REQUIRED ACTION: From the data below, repeat exactly the lines from the line with "let mut alice" to the line with "let exported = editor.export_document().unwrap();", both included.

(Records from a dataset)
══════════

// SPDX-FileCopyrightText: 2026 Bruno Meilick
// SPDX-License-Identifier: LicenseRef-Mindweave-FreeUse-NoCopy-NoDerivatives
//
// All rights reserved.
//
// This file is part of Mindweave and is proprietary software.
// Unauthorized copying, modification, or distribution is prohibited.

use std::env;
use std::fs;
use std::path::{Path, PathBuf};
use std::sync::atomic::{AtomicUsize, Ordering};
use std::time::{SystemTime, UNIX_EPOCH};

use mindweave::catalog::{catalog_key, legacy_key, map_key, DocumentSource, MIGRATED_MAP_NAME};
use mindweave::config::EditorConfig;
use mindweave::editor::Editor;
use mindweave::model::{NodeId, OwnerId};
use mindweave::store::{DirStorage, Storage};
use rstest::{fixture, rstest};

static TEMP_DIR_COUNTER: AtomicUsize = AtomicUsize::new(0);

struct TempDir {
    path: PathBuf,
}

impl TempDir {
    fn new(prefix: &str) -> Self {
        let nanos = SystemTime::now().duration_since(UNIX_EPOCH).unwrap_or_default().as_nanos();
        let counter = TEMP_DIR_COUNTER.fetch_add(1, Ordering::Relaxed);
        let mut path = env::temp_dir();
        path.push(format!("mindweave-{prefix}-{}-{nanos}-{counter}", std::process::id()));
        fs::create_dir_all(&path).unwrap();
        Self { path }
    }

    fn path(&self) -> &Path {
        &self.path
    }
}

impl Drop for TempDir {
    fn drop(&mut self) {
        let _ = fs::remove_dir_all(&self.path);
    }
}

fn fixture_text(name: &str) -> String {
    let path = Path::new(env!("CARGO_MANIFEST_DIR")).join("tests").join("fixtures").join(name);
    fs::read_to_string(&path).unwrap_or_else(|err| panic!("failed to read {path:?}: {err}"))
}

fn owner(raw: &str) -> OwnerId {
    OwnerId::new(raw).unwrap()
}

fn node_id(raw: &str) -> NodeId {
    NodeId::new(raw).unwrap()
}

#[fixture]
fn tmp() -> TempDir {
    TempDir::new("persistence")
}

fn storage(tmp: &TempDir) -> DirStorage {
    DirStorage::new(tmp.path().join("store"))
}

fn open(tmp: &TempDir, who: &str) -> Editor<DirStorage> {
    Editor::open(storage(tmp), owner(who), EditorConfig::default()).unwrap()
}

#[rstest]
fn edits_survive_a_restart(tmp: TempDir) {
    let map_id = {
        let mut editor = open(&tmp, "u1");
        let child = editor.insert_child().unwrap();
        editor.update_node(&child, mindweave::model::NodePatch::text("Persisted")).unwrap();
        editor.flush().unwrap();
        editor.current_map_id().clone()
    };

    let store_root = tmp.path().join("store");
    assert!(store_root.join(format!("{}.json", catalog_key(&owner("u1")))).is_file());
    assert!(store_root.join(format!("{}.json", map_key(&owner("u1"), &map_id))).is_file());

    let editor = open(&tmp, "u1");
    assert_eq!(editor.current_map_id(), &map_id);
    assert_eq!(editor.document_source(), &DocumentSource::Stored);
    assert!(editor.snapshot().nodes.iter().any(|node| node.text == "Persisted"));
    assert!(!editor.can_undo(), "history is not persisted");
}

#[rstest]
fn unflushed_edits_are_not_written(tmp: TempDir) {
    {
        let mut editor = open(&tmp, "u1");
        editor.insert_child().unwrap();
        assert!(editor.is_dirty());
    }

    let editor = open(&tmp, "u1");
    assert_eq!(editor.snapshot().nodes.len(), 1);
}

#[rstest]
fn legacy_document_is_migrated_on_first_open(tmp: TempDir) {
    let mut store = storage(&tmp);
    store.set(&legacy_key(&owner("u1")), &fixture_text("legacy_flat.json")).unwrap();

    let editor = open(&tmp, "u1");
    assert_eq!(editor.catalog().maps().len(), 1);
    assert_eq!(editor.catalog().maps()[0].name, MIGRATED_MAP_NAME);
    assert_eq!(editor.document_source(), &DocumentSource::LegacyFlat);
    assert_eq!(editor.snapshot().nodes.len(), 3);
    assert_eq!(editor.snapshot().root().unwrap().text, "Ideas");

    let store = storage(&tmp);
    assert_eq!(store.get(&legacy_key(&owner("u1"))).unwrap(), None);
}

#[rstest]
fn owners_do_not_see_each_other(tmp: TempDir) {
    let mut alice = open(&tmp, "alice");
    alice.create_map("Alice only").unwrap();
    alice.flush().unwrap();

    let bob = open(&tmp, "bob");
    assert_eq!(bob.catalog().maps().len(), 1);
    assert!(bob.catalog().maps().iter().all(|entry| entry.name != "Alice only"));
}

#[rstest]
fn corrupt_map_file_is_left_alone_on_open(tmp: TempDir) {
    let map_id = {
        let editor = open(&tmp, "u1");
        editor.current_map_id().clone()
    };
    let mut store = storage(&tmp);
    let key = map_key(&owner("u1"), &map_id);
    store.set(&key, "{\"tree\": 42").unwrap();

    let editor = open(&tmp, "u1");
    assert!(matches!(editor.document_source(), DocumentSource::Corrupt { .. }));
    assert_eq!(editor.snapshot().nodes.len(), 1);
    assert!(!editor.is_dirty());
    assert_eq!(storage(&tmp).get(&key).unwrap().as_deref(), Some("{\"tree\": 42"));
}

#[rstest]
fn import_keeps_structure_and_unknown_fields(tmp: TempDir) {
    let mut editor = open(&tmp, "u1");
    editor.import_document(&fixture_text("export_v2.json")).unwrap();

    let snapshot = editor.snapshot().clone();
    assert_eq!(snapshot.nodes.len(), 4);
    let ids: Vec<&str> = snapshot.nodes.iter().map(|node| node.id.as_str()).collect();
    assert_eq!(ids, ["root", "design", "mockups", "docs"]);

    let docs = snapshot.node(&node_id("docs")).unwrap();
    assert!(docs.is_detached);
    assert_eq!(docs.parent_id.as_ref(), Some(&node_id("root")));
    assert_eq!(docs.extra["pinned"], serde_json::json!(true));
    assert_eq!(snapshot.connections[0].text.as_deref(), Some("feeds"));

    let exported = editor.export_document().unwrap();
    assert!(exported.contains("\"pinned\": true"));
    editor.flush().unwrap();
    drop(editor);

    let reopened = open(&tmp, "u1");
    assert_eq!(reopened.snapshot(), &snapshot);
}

══════════

REPLY:
    let mut alice = open(&tmp, "alice");
    alice.create_map("Alice only").unwrap();
    alice.flush().unwrap();

    let bob = open(&tmp, "bob");
    assert_eq!(bob.catalog().maps().len(), 1);
    assert!(bob.catalog().maps().iter().all(|entry| entry.name != "Alice only"));
}

#[rstest]
fn corrupt_map_file_is_left_alone_on_open(tmp: TempDir) {
    let map_id = {
        let editor = open(&tmp, "u1");
        editor.current_map_id().clone()
    };
    let mut store = storage(&tmp);
    let key = map_key(&owner("u1"), &map_id);
    store.set(&key, "{\"tree\": 42").unwrap();

    let editor = open(&tmp, "u1");
    assert!(matches!(editor.document_source(), DocumentSource::Corrupt { .. }));
    assert_eq!(editor.snapshot().nodes.len(), 1);
    assert!(!editor.is_dirty());
    assert_eq!(storage(&tmp).get(&key).unwrap().as_deref(), Some("{\"tree\": 42"));
}

#[rstest]
fn import_keeps_structure_and_unknown_fields(tmp: TempDir) {
    let mut editor = open(&tmp, "u1");
    editor.import_document(&fixture_text("export_v2.json")).unwrap();

    let snapshot = editor.snapshot().clone();
    assert_eq!(snapshot.nodes.len(), 4);
    let ids: Vec<&str> = snapshot.nodes.iter().map(|node| node.id.as_str()).collect();
    assert_eq!(ids, ["root", "design", "mockups", "docs"]);

    let docs = snapshot.node(&node_id("docs")).unwrap();
    assert!(docs.is_detached);
    assert_eq!(docs.parent_id.as_ref(), Some(&node_id("root")));
    assert_eq!(docs.extra["pinned"], serde_json::json!(true));
    assert_eq!(snapshot.connections[0].text.as_deref(), Some("feeds"));

    let exported = editor.export_document().unwrap();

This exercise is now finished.